The task
Your job is to copy every line in the material containing the word "field".

Extracted material
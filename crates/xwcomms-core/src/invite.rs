//! Invitation launch descriptor
//!
//! An invite carries enough to create the game on the receiving device and
//! to reach the inviter back over every transport the inviter offered.

use serde::{Deserialize, Serialize};
use uuid::Uuid;

use crate::addr::AddrRecord;
use crate::conn_type::{ConnType, ConnTypeSet};
use crate::errors::Result;
use crate::stream::{InStream, OutStream};
use crate::types::{GameId, MqttDevId};

/// Structured payload of an invitation
#[derive(Debug, Clone, PartialEq, Eq, Serialize, Deserialize)]
pub struct LaunchInfo {
    pub invite_id: Uuid,
    pub game_id: GameId,
    pub game_name: String,
    pub dict: String,
    pub iso_code: String,
    /// Channel the invitee should use when replying
    pub force_channel: u8,
    pub n_players_total: u8,
    pub n_players_here: u8,
    pub remotes_are_robots: bool,
    pub conn_types: ConnTypeSet,
    pub room: String,
    pub bt_name: String,
    pub bt_address: String,
    pub p2p_mac: String,
    pub phone: String,
    pub is_gsm: bool,
    pub mqtt_dev_id: MqttDevId,
    /// Allow a second copy of the game when the invite is received twice
    pub dupe_mode: bool,
}

impl LaunchInfo {
    pub fn new(game_id: GameId, game_name: &str, n_players_total: u8, force_channel: u8) -> Self {
        Self {
            invite_id: Uuid::new_v4(),
            game_id,
            game_name: game_name.to_string(),
            dict: String::new(),
            iso_code: String::new(),
            force_channel,
            n_players_total,
            n_players_here: 1,
            remotes_are_robots: false,
            conn_types: ConnTypeSet::new(),
            room: String::new(),
            bt_name: String::new(),
            bt_address: String::new(),
            p2p_mac: String::new(),
            phone: String::new(),
            is_gsm: false,
            mqtt_dev_id: MqttDevId::default(),
            dupe_mode: false,
        }
    }

    /// Copy the inviter's reachability into the descriptor
    pub fn add_addr(&mut self, addr: &AddrRecord) {
        for conn_type in addr.types().iter() {
            match conn_type {
                ConnType::Relay => self.room = addr.relay.invite.clone(),
                ConnType::Bt => {
                    self.bt_name = addr.bt.host_name.clone();
                    self.bt_address = addr.bt.bt_addr.clone();
                }
                ConnType::Sms => self.phone = addr.sms.phone.clone(),
                ConnType::P2p => self.p2p_mac = addr.p2p.mac_addr.clone(),
                ConnType::Mqtt => self.mqtt_dev_id = addr.mqtt.dev_id,
                _ => {}
            }
            self.conn_types.add(conn_type);
        }
    }

    /// The inviter's address as the invitee should record it
    pub fn to_addr(&self) -> AddrRecord {
        let mut addr = AddrRecord::new();
        for conn_type in self.conn_types.iter() {
            addr.add_type(conn_type);
            match conn_type {
                ConnType::Relay => addr.relay.invite = self.room.clone(),
                ConnType::Bt => {
                    addr.bt.host_name = self.bt_name.clone();
                    addr.bt.bt_addr = self.bt_address.clone();
                }
                ConnType::Sms => addr.sms.phone = self.phone.clone(),
                ConnType::P2p => addr.p2p.mac_addr = self.p2p_mac.clone(),
                ConnType::Mqtt => addr.mqtt.dev_id = self.mqtt_dev_id,
                _ => {}
            }
        }
        addr
    }

    pub fn write_to(&self, out: &mut OutStream) -> Result<()> {
        out.put_raw(self.invite_id.as_bytes());
        out.put_u32(self.game_id.as_u32());
        out.put_string(&self.game_name)?;
        out.put_string(&self.dict)?;
        out.put_string(&self.iso_code)?;
        out.put_u8(self.force_channel);
        out.put_u8(self.n_players_total);
        out.put_u8(self.n_players_here);
        out.put_bool(self.remotes_are_robots);
        out.put_u16(self.conn_types.to_bits() as u16);
        out.put_string(&self.room)?;
        out.put_string(&self.bt_name)?;
        out.put_string(&self.bt_address)?;
        out.put_string(&self.p2p_mac)?;
        out.put_string(&self.phone)?;
        out.put_bool(self.is_gsm);
        out.put_u64(self.mqtt_dev_id.as_u64());
        out.put_bool(self.dupe_mode);
        Ok(())
    }

    pub fn read_from(input: &mut InStream<'_>) -> Result<Self> {
        let mut id = [0u8; 16];
        for byte in id.iter_mut() {
            *byte = input.get_u8()?;
        }
        Ok(Self {
            invite_id: Uuid::from_bytes(id),
            game_id: GameId::new(input.get_u32()?),
            game_name: input.get_string()?,
            dict: input.get_string()?,
            iso_code: input.get_string()?,
            force_channel: input.get_u8()?,
            n_players_total: input.get_u8()?,
            n_players_here: input.get_u8()?,
            remotes_are_robots: input.get_bool()?,
            conn_types: ConnTypeSet::from_bits(input.get_u16()? as u32),
            room: input.get_string()?,
            bt_name: input.get_string()?,
            bt_address: input.get_string()?,
            p2p_mac: input.get_string()?,
            phone: input.get_string()?,
            is_gsm: input.get_bool()?,
            mqtt_dev_id: MqttDevId::new(input.get_u64()?),
            dupe_mode: input.get_bool()?,
        })
    }

    pub fn to_bytes(&self) -> Result<Vec<u8>> {
        let mut out = OutStream::new();
        self.write_to(&mut out)?;
        Ok(out.into_bytes())
    }

    pub fn from_bytes(bytes: &[u8]) -> Result<Self> {
        Self::read_from(&mut InStream::new(bytes))
    }
}

#[cfg(test)]
mod tests {
    use super::*;

    #[test]
    fn inviter_address_survives_the_trip() {
        let mut addr = AddrRecord::with_mqtt(MqttDevId::new(0xABCD));
        addr.augment(&AddrRecord::with_sms("+15551212", 0), true);

        let mut info = LaunchInfo::new(GameId::new(0x1234), "Sunday game", 2, 1);
        info.add_addr(&addr);

        let decoded = LaunchInfo::from_bytes(&info.to_bytes().unwrap()).unwrap();
        assert_eq!(decoded, info);
        assert_eq!(decoded.to_addr(), addr);
    }
}
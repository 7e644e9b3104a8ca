//! Error types for the comms core
//!
//! This module contains the error types used throughout the comms layer:
//! transport send failures, byte-stream decoding failures, address problems,
//! and the top-level `CommsError` that unifies them.

use crate::conn_type::ConnType;
use crate::types::{ChannelNo, GameId};

// ----------------------------------------------------------------------------
// Specific Error Types
// ----------------------------------------------------------------------------

/// Failures reported by a transport when asked to put bytes on the wire
#[derive(Debug, Clone, PartialEq, Eq, thiserror::Error)]
pub enum TransportError {
    #[error("Transport is not available: {conn_type}")]
    Unavailable { conn_type: ConnType },
    #[error("Peer unreachable via {conn_type}: {reason}")]
    PeerUnreachable { conn_type: ConnType, reason: String },
    #[error("Send rejected by {conn_type}: {reason}")]
    Rejected { conn_type: ConnType, reason: String },
    #[error("Address incomplete for {conn_type}")]
    IncompleteAddress { conn_type: ConnType },
    #[error("Transport shutdown: {reason}")]
    Shutdown { reason: String },
}

impl TransportError {
    /// The transport the failure happened on, if known
    pub fn conn_type(&self) -> Option<ConnType> {
        match self {
            TransportError::Unavailable { conn_type }
            | TransportError::PeerUnreachable { conn_type, .. }
            | TransportError::Rejected { conn_type, .. }
            | TransportError::IncompleteAddress { conn_type } => Some(*conn_type),
            TransportError::Shutdown { .. } => None,
        }
    }
}

/// Failures while reading a byte stream
#[derive(Debug, Clone, PartialEq, Eq, thiserror::Error)]
pub enum StreamError {
    #[error("Unexpected end of stream: needed {needed} bytes, {remaining} remaining")]
    UnexpectedEof { needed: usize, remaining: usize },
    #[error("Variable-length integer overflows 32 bits")]
    VarintOverflow,
    #[error("String is not valid UTF-8")]
    InvalidUtf8,
    #[error("String too long for stream: {len} bytes")]
    StringTooLong { len: usize },
    #[error("Unknown value {value} for {field}")]
    UnknownValue { field: &'static str, value: u32 },
    #[error("Too many {field} for stream: {count}")]
    TooMany { field: &'static str, count: usize },
}

/// Problems with an address record
#[derive(Debug, Clone, PartialEq, Eq, thiserror::Error)]
pub enum AddressError {
    #[error("Address does not include transport {conn_type}")]
    MissingType { conn_type: ConnType },
    #[error("No address known for channel {channel}")]
    NoChannel { channel: ChannelNo },
    #[error("Malformed MQTT device id: {0}")]
    BadMqttDevId(String),
    #[error("Malformed MQTT topic: {0}")]
    BadTopic(String),
}

// ----------------------------------------------------------------------------
// Top-Level Error
// ----------------------------------------------------------------------------

/// Core error type for the comms layer
#[derive(Debug, thiserror::Error)]
pub enum CommsError {
    #[error("Transport error: {0}")]
    Transport(#[from] TransportError),

    #[error("Stream error: {0}")]
    Stream(#[from] StreamError),

    #[error("Address error: {0}")]
    Address(#[from] AddressError),

    #[error("JSON error: {0}")]
    Json(#[from] serde_json::Error),

    /// Inbound message claims a transport its sender's address doesn't list
    #[error("Message for game {game_id} arrived on {arrived_on}, not in sender's address")]
    Misrouted { game_id: GameId, arrived_on: ConnType },

    /// Inbound envelope is for some other game
    #[error("Message for game {got} delivered to game {expected}")]
    WrongGame { expected: GameId, got: GameId },

    #[error("Invalid message: {0}")]
    InvalidMessage(String),

    #[error("Configuration error: {reason}")]
    Configuration { reason: String },
}

// ----------------------------------------------------------------------------
// Convenience Error Constructors
// ----------------------------------------------------------------------------

impl CommsError {
    /// Create an invalid message error
    pub fn invalid_message<T: Into<String>>(message: T) -> Self {
        CommsError::InvalidMessage(message.into())
    }

    /// Create a configuration error with a reason
    pub fn config_error<T: Into<String>>(reason: T) -> Self {
        CommsError::Configuration {
            reason: reason.into(),
        }
    }

    pub fn unexpected_eof(needed: usize, remaining: usize) -> Self {
        CommsError::Stream(StreamError::UnexpectedEof { needed, remaining })
    }
}

// ----------------------------------------------------------------------------
// Type Aliases
// ----------------------------------------------------------------------------

pub type Result<T> = core::result::Result<T, CommsError>;
pub type CommsResult<T> = Result<T>;

#[cfg(test)]
mod tests {
    use super::*;

    #[test]
    fn transport_error_reports_its_type() {
        let err = TransportError::Unavailable {
            conn_type: ConnType::Bt,
        };
        assert_eq!(err.conn_type(), Some(ConnType::Bt));
        assert_eq!(
            TransportError::Shutdown {
                reason: "bye".into()
            }
            .conn_type(),
            None
        );
    }

    #[test]
    fn errors_convert_into_comms_error() {
        let err: CommsError = StreamError::VarintOverflow.into();
        assert!(matches!(err, CommsError::Stream(StreamError::VarintOverflow)));
        assert!(err.to_string().contains("32 bits"));
    }
}
#[derive(Debug, Clone, Default, PartialEq, Eq, Serialize, Deserialize)]
pub struct BtParams {
    pub host_name: String,
    pub bt_addr: String,
}

#[derive(Debug, Clone, Default, PartialEq, Eq, Serialize, Deserialize)]
pub struct SmsParams {
    pub phone: String,
    pub port: u16,
}

#[derive(Debug, Clone, Default, PartialEq, Eq, Serialize, Deserialize)]
pub struct P2pParams {
    pub mac_addr: String,
}

#[derive(Debug, Clone, Default, PartialEq, Eq, Serialize, Deserialize)]
pub struct MqttParams {
    pub dev_id: MqttDevId,
}

#[derive(Debug, Clone, Default, PartialEq, Eq, Serialize, Deserialize)]
pub struct IpDirectParams {
    pub host_name: String,
    pub ip_addr: u32,
    pub port: u16,
}

/// Supplies this device's own parameters for each transport
pub trait LocalAddrProvider {
    fn relay(&self) -> RelayParams {
        RelayParams::default()
    }
    fn bt(&self) -> BtParams {
        BtParams::default()
    }
    fn sms(&self) -> SmsParams {
        SmsParams::default()
    }
    fn p2p(&self) -> P2pParams {
        P2pParams::default()
    }
    fn mqtt(&self) -> MqttParams {
        MqttParams::default()
    }
    fn ip_direct(&self) -> IpDirectParams {
        IpDirectParams::default()
    }
}

// ----------------------------------------------------------------------------
// Address Record
// ----------------------------------------------------------------------------

/// One peer's reachability descriptor
#[derive(Debug, Clone, Default, Serialize, Deserialize)]
pub struct AddrRecord {
    types: ConnTypeSet,
    pub relay: RelayParams,
    pub bt: BtParams,
    pub sms: SmsParams,
    pub p2p: P2pParams,
    pub mqtt: MqttParams,
    pub ip_direct: IpDirectParams,
}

Answer to this task
    #[error("Unknown value {value} for {field}")]
    UnknownValue { field: &'static str, value: u32 },
    #[error("Too many {field} for stream: {count}")]
    TooMany { field: &'static str, count: usize },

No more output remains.